Blackwell v. State, 338 Ark. at 678-79, 1 S.W.3d at 403 (citations omitted). Here, appellant was aware that entries into his room were authorized pursuant to Paragraph 12 of the housing contract that he signed.

Appellant further contends that Hodge v. State, 332 Ark. 377, 965 S.W.2d 766 (1998), controls the outcome in this case. Again, we do not agree. Hodge was a capital-murder case in which the defendant was convicted of shooting to death his mother, stepfather, and half-sister in their home. In Hodge, our supreme court found it unnecessary to consider the consent issue because it agreed with the State's position that the police officer was allowed to enter and to seize items in plain view because of exigent circumstances. The exigent circumstances were that there was substantial evidence that three members of Hodge's family were missing, that he made a statement that they were dead and had been in the house several days, that he initially refused to allow anyone to enter, and that he had made a cryptic statement that he had not reported it because he was waiting to hear. We fail to see how the facts of the instant case are controlled by Hodge.
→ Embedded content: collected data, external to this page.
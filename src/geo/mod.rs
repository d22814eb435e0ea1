//! Two-way binding between an address field and its map coordinates.

mod sync;

use futures::future::BoxFuture;
use rust_decimal::Decimal;
use serde::{Deserialize, Serialize};

use crate::settle::BoxError;

pub use sync::{AddressSync, GeoOutcome, GeoPhase, GeoSnapshot};

#[derive(Clone, Copy, Debug, Eq, PartialEq, Serialize, Deserialize)]
pub struct Coords {
    pub lat: Decimal,
    pub lng: Decimal,
}

impl Coords {
    pub const fn new(lat: Decimal, lng: Decimal) -> Self {
        Self { lat, lng }
    }
}

/// Geocoding service used by [`AddressSync`].
///
/// `Ok(None)` means the service answered but found nothing.
pub trait AddressResolver: Send + Sync + 'static {
    fn forward(&self, address: String) -> BoxFuture<'static, Result<Option<Coords>, BoxError>>;

    fn reverse(&self, coords: Coords) -> BoxFuture<'static, Result<Option<String>, BoxError>>;
}

#[derive(Clone, Copy, Debug, Eq, PartialEq, Serialize, Deserialize)]
#[serde(default)]
pub struct GeoOptions {
    pub forward_debounce_ms: u64,
    pub reverse_debounce_ms: u64,
}

impl Default for GeoOptions {
    fn default() -> Self {
        Self {
            forward_debounce_ms: 400,
            reverse_debounce_ms: 200,
        }
    }
}

#[derive(Debug, Clone, Eq, PartialEq, thiserror::Error)]
pub enum GeoError {
    #[error("address sync state lock poisoned while {0}")]
    StatePoisoned(&'static str),
}

pub type GeoResult<T> = Result<T, GeoError>;
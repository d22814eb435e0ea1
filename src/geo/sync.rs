use std::sync::{Arc, RwLock, RwLockReadGuard, RwLockWriteGuard};
use std::time::Duration;

use futures_timer::Delay;

use super::{AddressResolver, Coords, GeoError, GeoOptions, GeoResult};
use crate::settle::settle;

#[derive(Clone, Copy, Debug, Eq, PartialEq)]
pub enum GeoPhase {
    Idle,
    GeocodingForward,
    GeocodingReverse,
}

#[derive(Clone, Copy, Debug, Eq, PartialEq)]
pub enum GeoOutcome {
    Resolved,
    NotFound,
    /// A newer change in the same direction replaced this one.
    Superseded,
    /// The address was the echo of a reverse lookup and was not geocoded again.
    Suppressed,
    Failed,
}

#[derive(Clone, Debug, PartialEq)]
pub struct GeoSnapshot {
    pub address: String,
    pub coords: Option<Coords>,
    pub phase: GeoPhase,
    pub last_error: Option<String>,
}

#[derive(Clone, Copy, Debug, Default, Eq, PartialEq)]
struct GeoTicket(u64);

impl GeoTicket {
    fn next(self) -> Self {
        Self(self.0 + 1)
    }
}

#[derive(Clone, Copy, Debug)]
enum Direction {
    Forward,
    Reverse,
}

#[derive(Default)]
struct GeoState {
    address: String,
    coords: Option<Coords>,
    phase: Option<Direction>,
    forward: GeoTicket,
    reverse: GeoTicket,
    echo: Option<String>,
    last_error: Option<String>,
}

impl GeoState {
    fn ticket(&self, direction: Direction) -> GeoTicket {
        match direction {
            Direction::Forward => self.forward,
            Direction::Reverse => self.reverse,
        }
    }

    fn phase(&self) -> GeoPhase {
        match self.phase {
            None => GeoPhase::Idle,
            Some(Direction::Forward) => GeoPhase::GeocodingForward,
            Some(Direction::Reverse) => GeoPhase::GeocodingReverse,
        }
    }
}

/// Keeps an address and its coordinates in step through an [`AddressResolver`].
///
/// Each direction is debounced on its own and only the latest request per direction is applied.
pub struct AddressSync<R> {
    resolver: Arc<R>,
    options: GeoOptions,
    state: Arc<RwLock<GeoState>>,
}

impl<R> Clone for AddressSync<R> {
    fn clone(&self) -> Self {
        Self {
            resolver: self.resolver.clone(),
            options: self.options,
            state: self.state.clone(),
        }
    }
}

impl<R: AddressResolver> AddressSync<R> {
    pub fn new(resolver: R, options: GeoOptions) -> Self {
        Self {
            resolver: Arc::new(resolver),
            options,
            state: Arc::new(RwLock::new(GeoState::default())),
        }
    }

    /// Loads the stored address and coordinates of an existing record without geocoding.
    pub fn seed(&self, address: impl Into<String>, coords: Option<Coords>) -> GeoResult<()> {
        let mut state = write_lock(&self.state, "seeding address")?;
        state.address = address.into();
        state.coords = coords;
        state.echo = None;
        state.last_error = None;
        Ok(())
    }

    pub fn snapshot(&self) -> GeoResult<GeoSnapshot> {
        let state = read_lock(&self.state, "creating geo snapshot")?;
        Ok(GeoSnapshot {
            address: state.address.clone(),
            coords: state.coords,
            phase: state.phase(),
            last_error: state.last_error.clone(),
        })
    }

    pub fn address(&self) -> GeoResult<String> {
        Ok(read_lock(&self.state, "reading address")?.address.clone())
    }

    pub fn coords(&self) -> GeoResult<Option<Coords>> {
        Ok(read_lock(&self.state, "reading coordinates")?.coords)
    }

    pub fn phase(&self) -> GeoResult<GeoPhase> {
        Ok(read_lock(&self.state, "reading geocoding phase")?.phase())
    }

    /// The address field changed: geocode it into coordinates.
    pub async fn address_changed(&self, address: impl Into<String>) -> GeoResult<GeoOutcome> {
        let address = address.into();
        let ticket = {
            let mut state = write_lock(&self.state, "recording address change")?;
            let echo = state.echo.take();
            state.address = address.clone();
            if echo.as_deref() == Some(address.as_str()) {
                tracing::debug!("address change echoes reverse lookup, not geocoding");
                return Ok(GeoOutcome::Suppressed);
            }
            state.forward = state.forward.next();
            state.forward
        };

        if !self
            .debounce(Direction::Forward, ticket, self.options.forward_debounce_ms)
            .await?
        {
            return Ok(GeoOutcome::Superseded);
        }
        let resolver = &self.resolver;
        let result = settle(async move { resolver.forward(address).await }).await;

        let mut state = write_lock(&self.state, "applying forward geocoding result")?;
        if state.forward != ticket {
            return Ok(GeoOutcome::Superseded);
        }
        finish_phase(&mut state, Direction::Forward);
        Ok(match result {
            Ok(Some(coords)) => {
                state.coords = Some(coords);
                state.last_error = None;
                tracing::debug!(lat = %coords.lat, lng = %coords.lng, "address geocoded");
                GeoOutcome::Resolved
            }
            Ok(None) => {
                state.last_error = None;
                GeoOutcome::NotFound
            }
            Err(error) => {
                tracing::warn!(%error, "forward geocoding failed");
                state.last_error = Some(error.to_string());
                GeoOutcome::Failed
            }
        })
    }

    /// The coordinates changed (e.g. a map pin moved): look up the matching address.
    ///
    /// A resolved address is stored and its echo through [`Self::address_changed`] is
    /// suppressed once.
    pub async fn coords_changed(&self, coords: Coords) -> GeoResult<GeoOutcome> {
        let ticket = {
            let mut state = write_lock(&self.state, "recording coordinate change")?;
            state.coords = Some(coords);
            state.reverse = state.reverse.next();
            state.reverse
        };

        if !self
            .debounce(Direction::Reverse, ticket, self.options.reverse_debounce_ms)
            .await?
        {
            return Ok(GeoOutcome::Superseded);
        }
        let resolver = &self.resolver;
        let result = settle(async move { resolver.reverse(coords).await }).await;

        let mut state = write_lock(&self.state, "applying reverse geocoding result")?;
        if state.reverse != ticket {
            return Ok(GeoOutcome::Superseded);
        }
        finish_phase(&mut state, Direction::Reverse);
        Ok(match result {
            Ok(Some(address)) => {
                tracing::debug!(address = %address, "coordinates reverse geocoded");
                state.echo = Some(address.clone());
                state.address = address;
                state.last_error = None;
                GeoOutcome::Resolved
            }
            Ok(None) => {
                state.last_error = None;
                GeoOutcome::NotFound
            }
            Err(error) => {
                tracing::warn!(%error, "reverse geocoding failed");
                state.last_error = Some(error.to_string());
                GeoOutcome::Failed
            }
        })
    }

    /// Waits out the debounce window, then marks the lookup as running if `ticket` is still
    /// the latest for its direction.
    async fn debounce(
        &self,
        direction: Direction,
        ticket: GeoTicket,
        debounce_ms: u64,
    ) -> GeoResult<bool> {
        if debounce_ms > 0 {
            Delay::new(Duration::from_millis(debounce_ms)).await;
        }
        let mut state = write_lock(&self.state, "starting geocoding lookup")?;
        if state.ticket(direction) != ticket {
            return Ok(false);
        }
        state.phase = Some(direction);
        Ok(true)
    }
}

fn finish_phase(state: &mut GeoState, direction: Direction) {
    if matches!(
        (state.phase, direction),
        (Some(Direction::Forward), Direction::Forward)
            | (Some(Direction::Reverse), Direction::Reverse)
    ) {
        state.phase = None;
    }
}

fn read_lock<'a, T>(
    lock: &'a RwLock<T>,
    context: &'static str,
) -> GeoResult<RwLockReadGuard<'a, T>> {
    lock.read().map_err(|_| GeoError::StatePoisoned(context))
}

fn write_lock<'a, T>(
    lock: &'a RwLock<T>,
    context: &'static str,
) -> GeoResult<RwLockWriteGuard<'a, T>> {
    lock.write().map_err(|_| GeoError::StatePoisoned(context))
}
Moreover, appellant mistakenly cites Hodge for the proposition that: "even if the initial search of a residence is justified, for example, by exigent circumstances or consent, that justification will only authorize the seizure of those items of contraband discovered in plain view during that initial search," and "`any subsequent search and seizure is limited to that which is in plain view and observed incident to the entry in response to the emergency [or consent].'" (Emphasis is ours, brackets are appellant's in quoting from Hodge.) The court in Hodge did not address consent issues, only exigent circumstances. Appellant's inclusion of the word "consent" with respect to limiting searches to items found in plain view is simply not supported by Hodge.

Totality of Circumstances

In Davis v. State, 351 Ark. 406, 94 S.W.3d 892 (2003), our supreme court clarified the standard of review of a suppression challenge. The standard is that we conduct a de novo review based on the totality of the circumstances, reviewing findings of historical facts for clear error and determining whether those facts give rise to reasonable suspicion or probable cause, giving due weight to inferences drawn by the trial court. Id.; Saulsberry v. State, 81 Ark. App. 419, 102 S.W.3d 907 (2003). Thus, even if we did not decide the instant case based upon appellant's consent, we would find that the warrantless search of appellant's room was reasonable based upon an examination of the totality of the circumstances.
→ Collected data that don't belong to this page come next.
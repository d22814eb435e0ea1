pub use crate::form::{
    CurrentUser, Field, FieldDescriptor, FieldErrors, FieldKey, FieldKind, FieldRenderer,
    FieldRule, FieldRules, FieldValue, FileRef, FormContext, FormController, FormError, FormMode,
    FormModel, FormOptions, FormResult, FormView, RenderField, SelectOption, SubmitRequest,
    SubmitState, ValidationMode, ValidationSchema, Values,
};
pub use crate::geo::{AddressResolver, AddressSync, Coords, GeoOptions, GeoOutcome, GeoPhase};
pub use crate::selection::{DrawerState, SelectionError, SelectionState};
pub use crate::wizard::{
    DownstreamPolicy, StepMarker, StepOutcome, StepStatus, StepView, WizardController,
    WizardError, WizardOptions, WizardResult, WizardStep,
};
pub use crate::{BoxError, CallbackPanicked};
use std::sync::Arc;

use crate::form::{FormController, FormMode, FormModel, FormResult};

#[derive(Debug, Clone, Eq, PartialEq, thiserror::Error)]
pub enum SelectionError {
    #[error("invalid argument: {0}")]
    InvalidArgument(&'static str),
}

/// What the create/edit surface currently shows.
#[derive(Debug)]
pub enum DrawerState<T> {
    Closed,
    Creating,
    Editing(Arc<T>),
}

impl<T> Clone for DrawerState<T> {
    fn clone(&self) -> Self {
        match self {
            DrawerState::Closed => DrawerState::Closed,
            DrawerState::Creating => DrawerState::Creating,
            DrawerState::Editing(item) => DrawerState::Editing(item.clone()),
        }
    }
}

/// Tracks whether the drawer is open and which record, if any, it edits.
#[derive(Debug)]
pub struct SelectionState<T> {
    drawer: DrawerState<T>,
}

impl<T> Default for SelectionState<T> {
    fn default() -> Self {
        Self::new()
    }
}

impl<T> SelectionState<T> {
    pub fn new() -> Self {
        Self {
            drawer: DrawerState::Closed,
        }
    }

    pub fn drawer(&self) -> &DrawerState<T> {
        &self.drawer
    }

    pub fn open_for_create(&mut self) {
        self.drawer = DrawerState::Creating;
        tracing::debug!("drawer opened for create");
    }

    /// Opens the drawer on `item`. Without an item nothing changes.
    pub fn open_for_edit(&mut self, item: Option<Arc<T>>) -> Result<(), SelectionError> {
        let item = item.ok_or(SelectionError::InvalidArgument(
            "open_for_edit requires an item",
        ))?;
        self.drawer = DrawerState::Editing(item);
        tracing::debug!("drawer opened for edit");
        Ok(())
    }

    /// Closes the drawer and drops the selection. Returns whether it was open.
    pub fn close(&mut self) -> bool {
        let was_open = self.is_open();
        self.drawer = DrawerState::Closed;
        if was_open {
            tracing::debug!("drawer closed");
        }
        was_open
    }

    pub fn is_open(&self) -> bool {
        !matches!(self.drawer, DrawerState::Closed)
    }

    pub fn selected(&self) -> Option<&Arc<T>> {
        match &self.drawer {
            DrawerState::Editing(item) => Some(item),
            _ => None,
        }
    }

    pub fn mode(&self) -> Option<FormMode> {
        match self.drawer {
            DrawerState::Closed => None,
            DrawerState::Creating => Some(FormMode::Create),
            DrawerState::Editing(_) => Some(FormMode::Edit),
        }
    }
}

impl<T: FormModel> SelectionState<T> {
    /// Points `form` at the selected record. Returns whether the form was reseeded.
    pub fn sync_form(&self, form: &FormController<T>) -> FormResult<bool> {
        form.set_item(self.selected().cloned())
    }
}
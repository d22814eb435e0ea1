mod controller;
mod step;

#[cfg(test)]
mod tests;

pub use controller::{
    DownstreamPolicy, FailureKind, StepFailure, StepMarker, StepOutcome, StepStatus,
    WizardBuilder, WizardController, WizardError, WizardOptions, WizardResult, WizardSnapshot,
};
pub use step::{StepUpdater, StepView, WizardStep};
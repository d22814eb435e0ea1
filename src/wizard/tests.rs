use super::*;
use crate::form::{
    FieldErrors, FieldKey, FieldRule, FieldRules, FieldValue, ValidationSchema, Values,
};
use crate::settle::BoxError;
use futures::FutureExt;
use futures::channel::oneshot;
use futures::executor::block_on;
use futures::future::{Ready, join};
use std::sync::atomic::{AtomicUsize, Ordering};
use std::sync::{Arc, Mutex};

fn two_steps() -> WizardBuilder {
    WizardController::<()>::builder()
        .step(WizardStep::new("warehouse").field("warehouse"))
        .step(WizardStep::new("file").field("file"))
}

fn upload_wizard(policy: DownstreamPolicy) -> WizardController {
    WizardController::<()>::builder()
        .step(WizardStep::new("warehouse").field("warehouse"))
        .step(WizardStep::new("file").fields(["file", "sheet"]))
        .step(WizardStep::new("confirm").field("confirmed"))
        .initial_values(Values::new().with("confirmed", false))
        .options(WizardOptions { downstream: policy })
        .build()
        .expect("wizard has steps")
}

#[test]
fn wizard_without_steps_is_rejected() {
    let result = WizardController::<()>::builder().build();
    assert!(matches!(result, Err(WizardError::NoSteps)));
}

#[test]
fn gate_rejection_keeps_step_and_returns_to_idle() {
    let wizard = WizardController::<()>::builder()
        .step(
            WizardStep::new("warehouse")
                .field("warehouse")
                .on_next(|_collected| async { Ok::<_, BoxError>(false) }),
        )
        .step(WizardStep::new("file"))
        .initial_values(Values::new().with("warehouse", "WH-1"))
        .build()
        .expect("wizard has steps");
    let before = wizard.collected().expect("collected");

    let outcome = block_on(wizard.advance()).expect("advance resolves");

    assert_eq!(outcome, StepOutcome::GateRejected);
    assert_eq!(wizard.step_index().expect("index"), 0);
    assert_eq!(wizard.status().expect("status"), StepStatus::Idle);
    assert_eq!(wizard.collected().expect("collected"), before);
}

#[test]
fn advancing_scopes_errors_to_the_new_step() {
    let gate_calls = Arc::new(AtomicUsize::new(0));
    let wizard = {
        let gate_calls = gate_calls.clone();
        WizardController::<()>::builder()
            .step(WizardStep::new("warehouse").on_next(move |collected: Values| {
                gate_calls.fetch_add(1, Ordering::SeqCst);
                async move { Ok::<_, BoxError>(collected.contains_key("warehouse")) }
            }))
            .step(WizardStep::new("file"))
            .schema(ValidationSchema::new().step(
                1,
                FieldRules::new().rule("file", FieldRule::required()),
            ))
            .initial_values(Values::new().with("warehouse", "WH-1"))
            .build()
            .expect("wizard has steps")
    };

    let outcome = block_on(wizard.advance()).expect("advance resolves");

    assert_eq!(outcome, StepOutcome::Advanced { from: 0, to: 1 });
    assert_eq!(gate_calls.load(Ordering::SeqCst), 1);
    assert_eq!(wizard.step_index().expect("index"), 1);
    assert!(wizard.step_errors().expect("errors").is_empty());
    assert_eq!(wizard.status().expect("status"), StepStatus::Idle);
}

#[test]
fn retreat_keeps_values_entered_on_later_steps() {
    let wizard = two_steps().build().expect("wizard has steps");
    wizard.update_field("warehouse", "WH-1").expect("update");
    block_on(wizard.advance()).expect("advance resolves");
    wizard.update_field("file", "stock.csv").expect("update");

    assert!(wizard.retreat().expect("retreat"));

    assert_eq!(wizard.step_index().expect("index"), 0);
    let collected = wizard.collected().expect("collected");
    assert_eq!(collected.value("file"), &FieldValue::from("stock.csv"));
    assert_eq!(collected.value("warehouse"), &FieldValue::from("WH-1"));
}

#[test]
fn step_index_stays_within_bounds() {
    let wizard = two_steps().build().expect("wizard has steps");

    assert!(!wizard.retreat().expect("retreat at first step"));
    assert_eq!(wizard.step_index().expect("index"), 0);

    block_on(wizard.advance()).expect("first advance");
    let outcome = block_on(wizard.advance()).expect("second advance");
    assert_eq!(outcome, StepOutcome::Completed);
    assert_eq!(wizard.step_index().expect("index"), 1);
    assert_eq!(
        block_on(wizard.advance()).expect("advance after completion"),
        StepOutcome::Completed
    );
    assert_eq!(wizard.step_index().expect("index"), 1);
    assert!(!wizard.retreat().expect("retreat after completion"));
}

#[test]
fn validation_blocks_with_exactly_the_failing_fields() {
    let gate_calls = Arc::new(AtomicUsize::new(0));
    let wizard = {
        let gate_calls = gate_calls.clone();
        WizardController::<()>::builder()
            .step(WizardStep::new("details").on_next(move |_collected| {
                gate_calls.fetch_add(1, Ordering::SeqCst);
                async { Ok::<_, BoxError>(true) }
            }))
            .step(WizardStep::new("review"))
            .schema(
                ValidationSchema::new().step(
                    0,
                    FieldRules::new()
                        .rule("name", FieldRule::required().message("Name is required"))
                        .rule("email", FieldRule::required())
                        .rule("code", FieldRule::required()),
                ),
            )
            .initial_values(Values::new().with("code", "D-7"))
            .build()
            .expect("wizard has steps")
    };

    let outcome = block_on(wizard.advance()).expect("advance resolves");

    assert_eq!(outcome, StepOutcome::Invalid);
    assert_eq!(gate_calls.load(Ordering::SeqCst), 0);
    let errors = wizard.step_errors().expect("errors");
    assert_eq!(
        errors.keys().copied().collect::<Vec<_>>(),
        vec![FieldKey::new("email"), FieldKey::new("name")]
    );
    assert_eq!(wizard.status().expect("status"), StepStatus::Blocked);

    wizard.update_field("name", "Depot").expect("update name");
    assert_eq!(wizard.step_errors().expect("errors").len(), 1);
    assert_eq!(wizard.status().expect("status"), StepStatus::Blocked);
    wizard
        .update_field("email", "ops@depot.example")
        .expect("update email");
    assert_eq!(wizard.status().expect("status"), StepStatus::Idle);

    let outcome = block_on(wizard.advance()).expect("advance resolves");
    assert_eq!(outcome, StepOutcome::Advanced { from: 0, to: 1 });
}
Here, while the intrusion complained of was significant, the scope of appellant's legitimate expectation of privacy was tempered by the "right of entry" provision in the housing contract, the mandatory dorm meeting during which residents were informed of the monthly safety/security inspections, and the policy of posting notices twenty-four hours prior to inspections. Moreover, the nature and immediacy of the university's concern about the presence of drugs and alcohol in student dorm rooms is clear. Simply put, the presence of such items in plain view during the initial, uncontested, search of appellant's room warranted the further, more intrusive, search that revealed additional prohibited items.

Affirmed.

Pittman, C.J., and Baker, J., agree.

1 To the extent that appellant relies upon Article 2, Section 15 of the Arkansas Constitution in challenging the search of his dorm room, we examine the constitutionality of the search based only upon the United States Constitution. The trial court based its decision solely upon the United States Constitution; consequently, appellant has not preserved for our review any argument based upon our state constitution. Moreover, appellant states in one conclusory sentence of his argument to the proposition that his statements to Officer Hull were illegally obtained. We do not address the statements because any such argument was neither preserved below for our review nor developed here with convincing argument and authority.